■ **YOUR GOAL**
Every entry here needs to be repeated exactly.

(Recorded data)

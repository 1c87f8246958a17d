use std::path::Path;

use chrono::{DateTime, SecondsFormat, Utc};
use rusqlite::{params, Connection, OptionalExtension};
use tracing::debug;

use arlo_core::{
    ArloError, ArloResult, DeletedWorkout, LoggedSet, SeriesPoint, SetEntry, StoreStats, Workout,
    WorkoutStore,
};

use crate::schema::init_db;

pub struct SqliteStore {
    conn: Connection,
}

impl SqliteStore {
    pub fn new(path: &Path) -> ArloResult<Self> {
        if let Some(parent) = path.parent() {
            std::fs::create_dir_all(parent)
                .map_err(|e| ArloError::Database(format!("cannot create db directory: {e}")))?;
        }
        let conn = Connection::open(path)
            .map_err(|e| ArloError::Database(format!("cannot open database: {e}")))?;
        conn.execute_batch("PRAGMA journal_mode=WAL; PRAGMA foreign_keys=ON;")
            .map_err(|e| ArloError::Database(e.to_string()))?;
        init_db(&conn)?;
        Ok(Self { conn })
    }

    pub fn in_memory() -> ArloResult<Self> {
        let conn = Connection::open_in_memory()
            .map_err(|e| ArloError::Database(format!("cannot open in-memory db: {e}")))?;
        conn.execute_batch("PRAGMA foreign_keys=ON;")
            .map_err(|e| ArloError::Database(e.to_string()))?;
        init_db(&conn)?;
        Ok(Self { conn })
    }
}

fn db_err(e: rusqlite::Error) -> ArloError {
    ArloError::Database(e.to_string())
}

fn row_to_workout(row: &rusqlite::Row) -> rusqlite::Result<Workout> {
    let created_at_str: String = row.get(3)?;
    Ok(Workout {
        id: row.get(0)?,
        workout_date: row.get(1)?,
        notes: row.get(2)?,
        created_at: DateTime::parse_from_rfc3339(&created_at_str)
            .map(|d| d.with_timezone(&Utc))
            .unwrap_or_else(|_| Utc::now()),
    })
}

const LAST_WORKOUT_SQL: &str = "SELECT id, workout_date, notes, created_at
     FROM workouts
     ORDER BY id DESC, created_at DESC
     LIMIT 1";

impl WorkoutStore for SqliteStore {
    fn create_workout(&self, workout_date: &str, notes: Option<&str>) -> ArloResult<i64> {
        let created_at = Utc::now().to_rfc3339_opts(SecondsFormat::Secs, true);
        self.conn
            .execute(
                "INSERT INTO workouts (workout_date, notes, created_at) VALUES (?1, ?2, ?3)",
                params![workout_date, notes, created_at],
            )
            .map_err(db_err)?;

        let id = self.conn.last_insert_rowid();
        debug!(id, workout_date, "workout created");
        Ok(id)
    }

    fn add_sets(
        &self,
        workout_id: i64,
        exercise_name: &str,
        sets: &[SetEntry],
    ) -> ArloResult<usize> {
        let tx = self.conn.unchecked_transaction().map_err(db_err)?;
        {
            let mut stmt = tx
                .prepare(
                    "INSERT INTO sets (
                         workout_id, exercise_name, set_number,
                         reps, weight, duration_minutes, distance_km, notes
                     ) VALUES (?1, ?2, ?3, ?4, ?5, ?6, ?7, ?8)",
                )
                .map_err(db_err)?;

            for (i, set) in sets.iter().enumerate() {
                let set_number = set.set_number.unwrap_or(i as i64 + 1);
                stmt.execute(params![
                    workout_id,
                    exercise_name,
                    set_number,
                    set.reps,
                    set.weight,
                    set.duration_minutes,
                    set.distance_km,
                    set.notes,
                ])
                .map_err(db_err)?;
            }
        }
        tx.commit().map_err(db_err)?;

        debug!(workout_id, exercise_name, count = sets.len(), "sets added");
        Ok(sets.len())
    }

    fn get_exercise_series(
        &self,
        exercise_name: &str,
        limit: usize,
    ) -> ArloResult<Vec<SeriesPoint>> {
        let mut stmt = self
            .conn
            .prepare(
                "SELECT w.workout_date, s.reps, s.weight, s.duration_minutes, s.distance_km
                 FROM sets s
                 JOIN workouts w ON w.id = s.workout_id
                 WHERE lower(s.exercise_name) = lower(?1)
                 ORDER BY w.workout_date ASC, s.set_number ASC
                 LIMIT ?2",
            )
            .map_err(db_err)?;

        let rows = stmt
            .query_map(params![exercise_name, limit as i64], |row| {
                Ok(SeriesPoint {
                    workout_date: row.get(0)?,
                    reps: row.get(1)?,
                    weight: row.get(2)?,
                    duration_minutes: row.get(3)?,
                    distance_km: row.get(4)?,
                })
            })
            .map_err(db_err)?;

        let mut results = Vec::new();
        for row in rows {
            results.push(row.map_err(db_err)?);
        }
        Ok(results)
    }

    fn get_last_workout_with_sets(&self) -> ArloResult<Option<(Workout, Vec<LoggedSet>)>> {
        let workout = self
            .conn
            .query_row(LAST_WORKOUT_SQL, [], row_to_workout)
            .optional()
            .map_err(db_err)?;

        let Some(workout) = workout else {
            return Ok(None);
        };

        let mut stmt = self
            .conn
            .prepare(
                "SELECT exercise_name, set_number, reps, weight,
                        duration_minutes, distance_km, notes
                 FROM sets
                 WHERE workout_id = ?1
                 ORDER BY id ASC",
            )
            .map_err(db_err)?;

        let rows = stmt
            .query_map(params![workout.id], |row| {
                Ok(LoggedSet {
                    exercise_name: row.get(0)?,
                    set_number: row.get(1)?,
                    reps: row.get(2)?,
                    weight: row.get(3)?,
                    duration_minutes: row.get(4)?,
                    distance_km: row.get(5)?,
                    notes: row.get(6)?,
                })
            })
            .map_err(db_err)?;

        let mut sets = Vec::new();
        for row in rows {
            sets.push(row.map_err(db_err)?);
        }
        Ok(Some((workout, sets)))
    }

    fn delete_last_workout_with_sets(&self) -> ArloResult<Option<DeletedWorkout>> {
        let tx = self.conn.unchecked_transaction().map_err(db_err)?;

        let workout = tx
            .query_row(LAST_WORKOUT_SQL, [], row_to_workout)
            .optional()
            .map_err(db_err)?;

        let Some(workout) = workout else {
            return Ok(None);
        };

        let deleted_sets: i64 = tx
            .query_row(
                "SELECT COUNT(*) FROM sets WHERE workout_id = ?1",
                params![workout.id],
                |row| row.get(0),
            )
            .map_err(db_err)?;

        // Cascade removes the sets.
        tx.execute("DELETE FROM workouts WHERE id = ?1", params![workout.id])
            .map_err(db_err)?;
        tx.commit().map_err(db_err)?;

        debug!(id = workout.id, deleted_sets, "workout deleted");
        Ok(Some(DeletedWorkout {
            id: workout.id,
            workout_date: workout.workout_date,
            notes: workout.notes,
            created_at: workout.created_at,
            deleted_sets: deleted_sets as usize,
        }))
    }

    fn stats(&self) -> ArloResult<StoreStats> {
        let total_workouts: usize = self
            .conn
            .query_row("SELECT COUNT(*) FROM workouts", [], |row| row.get(0))
            .map_err(db_err)?;

        let total_sets: usize = self
            .conn
            .query_row("SELECT COUNT(*) FROM sets", [], |row| row.get(0))
            .map_err(db_err)?;

        let (first_date, last_date) = self
            .conn
            .query_row(
                "SELECT MIN(workout_date), MAX(workout_date) FROM workouts",
                [],
                |row| Ok((row.get(0)?, row.get(1)?)),
            )
            .map_err(db_err)?;

        Ok(StoreStats {
            total_workouts,
            total_sets,
            first_date,
            last_date,
        })
    }
}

■ **RESULT OF THE TASK**
repository 1c87f8246958a17d
use std::path::Path;

use chrono::{DateTime, SecondsFormat, Utc};
use rusqlite::{params, Connection, OptionalExtension};
use tracing::debug;

use arlo_core::{
    ArloError, ArloResult, DeletedWorkout, LoggedSet, SeriesPoint, SetEntry, StoreStats, Workout,
    WorkoutStore,
};

use crate::schema::init_db;

pub struct SqliteStore {
    conn: Connection,
}

impl SqliteStore {
    pub fn new(path: &Path) -> ArloResult<Self> {
        if let Some(parent) = path.parent() {
            std::fs::create_dir_all(parent)
                .map_err(|e| ArloError::Database(format!("cannot create db directory: {e}")))?;
        }
        let conn = Connection::open(path)
            .map_err(|e| ArloError::Database(format!("cannot open database: {e}")))?;
        conn.execute_batch("PRAGMA journal_mode=WAL; PRAGMA foreign_keys=ON;")
            .map_err(|e| ArloError::Database(e.to_string()))?;
        init_db(&conn)?;
        Ok(Self { conn })
    }

    pub fn in_memory() -> ArloResult<Self> {
        let conn = Connection::open_in_memory()
            .map_err(|e| ArloError::Database(format!("cannot open in-memory db: {e}")))?;
        conn.execute_batch("PRAGMA foreign_keys=ON;")
            .map_err(|e| ArloError::Database(e.to_string()))?;
        init_db(&conn)?;
        Ok(Self { conn })
    }
}

fn db_err(e: rusqlite::Error) -> ArloError {
    ArloError::Database(e.to_string())
}

fn row_to_workout(row: &rusqlite::Row) -> rusqlite::Result<Workout> {
    let created_at_str: String = row.get(3)?;
    Ok(Workout {
        id: row.get(0)?,
        workout_date: row.get(1)?,
        notes: row.get(2)?,
        created_at: DateTime::parse_from_rfc3339(&created_at_str)
            .map(|d| d.with_timezone(&Utc))
            .unwrap_or_else(|_| Utc::now()),
    })
}

const LAST_WORKOUT_SQL: &str = "SELECT id, workout_date, notes, created_at
     FROM workouts
     ORDER BY id DESC, created_at DESC
     LIMIT 1";

impl WorkoutStore for SqliteStore {
    fn create_workout(&self, workout_date: &str, notes: Option<&str>) -> ArloResult<i64> {
        let created_at = Utc::now().to_rfc3339_opts(SecondsFormat::Secs, true);
        self.conn
            .execute(
                "INSERT INTO workouts (workout_date, notes, created_at) VALUES (?1, ?2, ?3)",
                params![workout_date, notes, created_at],
            )
            .map_err(db_err)?;

        let id = self.conn.last_insert_rowid();
        debug!(id, workout_date, "workout created");
        Ok(id)
    }

    fn add_sets(
        &self,
        workout_id: i64,
        exercise_name: &str,
        sets: &[SetEntry],
    ) -> ArloResult<usize> {
        let tx = self.conn.unchecked_transaction().map_err(db_err)?;
        {
            let mut stmt = tx
                .prepare(
                    "INSERT INTO sets (
                         workout_id, exercise_name, set_number,
                         reps, weight, duration_minutes, distance_km, notes
                     ) VALUES (?1, ?2, ?3, ?4, ?5, ?6, ?7, ?8)",
                )
                .map_err(db_err)?;

            for (i, set) in sets.iter().enumerate() {
                let set_number = set.set_number.unwrap_or(i as i64 + 1);
                stmt.execute(params![
                    workout_id,
                    exercise_name,
                    set_number,
                    set.reps,
                    set.weight,
                    set.duration_minutes,
                    set.distance_km,
                    set.notes,
                ])
                .map_err(db_err)?;
            }
        }
        tx.commit().map_err(db_err)?;

        debug!(workout_id, exercise_name, count = sets.len(), "sets added");
        Ok(sets.len())
    }

    fn get_exercise_series(
        &self,
        exercise_name: &str,
        limit: usize,
    ) -> ArloResult<Vec<SeriesPoint>> {
        let mut stmt = self
            .conn
            .prepare(
                "SELECT w.workout_date, s.reps, s.weight, s.duration_minutes, s.distance_km
                 FROM sets s
                 JOIN workouts w ON w.id = s.workout_id
                 WHERE lower(s.exercise_name) = lower(?1)
                 ORDER BY w.workout_date ASC, s.set_number ASC
                 LIMIT ?2",
            )
            .map_err(db_err)?;

        let rows = stmt
            .query_map(params![exercise_name, limit as i64], |row| {
                Ok(SeriesPoint {
                    workout_date: row.get(0)?,
                    reps: row.get(1)?,
                    weight: row.get(2)?,
                    duration_minutes: row.get(3)?,
                    distance_km: row.get(4)?,
                })
            })
            .map_err(db_err)?;

        let mut results = Vec::new();
        for row in rows {
            results.push(row.map_err(db_err)?);
        }
        Ok(results)
    }

    fn get_last_workout_with_sets(&self) -> ArloResult<Option<(Workout, Vec<LoggedSet>)>> {
        let workout = self
            .conn
            .query_row(LAST_WORKOUT_SQL, [], row_to_workout)
            .optional()
            .map_err(db_err)?;

        let Some(workout) = workout else {
            return Ok(None);
        };

        let mut stmt = self
            .conn
            .prepare(
                "SELECT exercise_name, set_number, reps, weight,
                        duration_minutes, distance_km, notes
                 FROM sets
                 WHERE workout_id = ?1
                 ORDER BY id ASC",
            )
            .map_err(db_err)?;

        let rows = stmt
            .query_map(params![workout.id], |row| {
                Ok(LoggedSet {
                    exercise_name: row.get(0)?,
                    set_number: row.get(1)?,
                    reps: row.get(2)?,
                    weight: row.get(3)?,
                    duration_minutes: row.get(4)?,
                    distance_km: row.get(5)?,
                    notes: row.get(6)?,
                })
            })
            .map_err(db_err)?;

        let mut sets = Vec::new();
        for row in rows {
            sets.push(row.map_err(db_err)?);
        }
        Ok(Some((workout, sets)))
    }

    fn delete_last_workout_with_sets(&self) -> ArloResult<Option<DeletedWorkout>> {
        let tx = self.conn.unchecked_transaction().map_err(db_err)?;

        let workout = tx
            .query_row(LAST_WORKOUT_SQL, [], row_to_workout)
            .optional()
            .map_err(db_err)?;

        let Some(workout) = workout else {
            return Ok(None);
        };

        let deleted_sets: i64 = tx
            .query_row(
                "SELECT COUNT(*) FROM sets WHERE workout_id = ?1",
                params![workout.id],
                |row| row.get(0),
            )
            .map_err(db_err)?;

        // Cascade removes the sets.
        tx.execute("DELETE FROM workouts WHERE id = ?1", params![workout.id])
            .map_err(db_err)?;
        tx.commit().map_err(db_err)?;

        debug!(id = workout.id, deleted_sets, "workout deleted");
        Ok(Some(DeletedWorkout {
            id: workout.id,
            workout_date: workout.workout_date,
            notes: workout.notes,
            created_at: workout.created_at,
            deleted_sets: deleted_sets as usize,
        }))
    }

    fn stats(&self) -> ArloResult<StoreStats> {
        let total_workouts: usize = self
            .conn
            .query_row("SELECT COUNT(*) FROM workouts", [], |row| row.get(0))
            .map_err(db_err)?;

        let total_sets: usize = self
            .conn
            .query_row("SELECT COUNT(*) FROM sets", [], |row| row.get(0))
            .map_err(db_err)?;

        let (first_date, last_date) = self
            .conn
            .query_row(
                "SELECT MIN(workout_date), MAX(workout_date) FROM workouts",
                [],
                |row| Ok((row.get(0)?, row.get(1)?)),
            )
            .map_err(db_err)?;

        Ok(StoreStats {
            total_workouts,
            total_sets,
            first_date,
            last_date,
        })
    }
}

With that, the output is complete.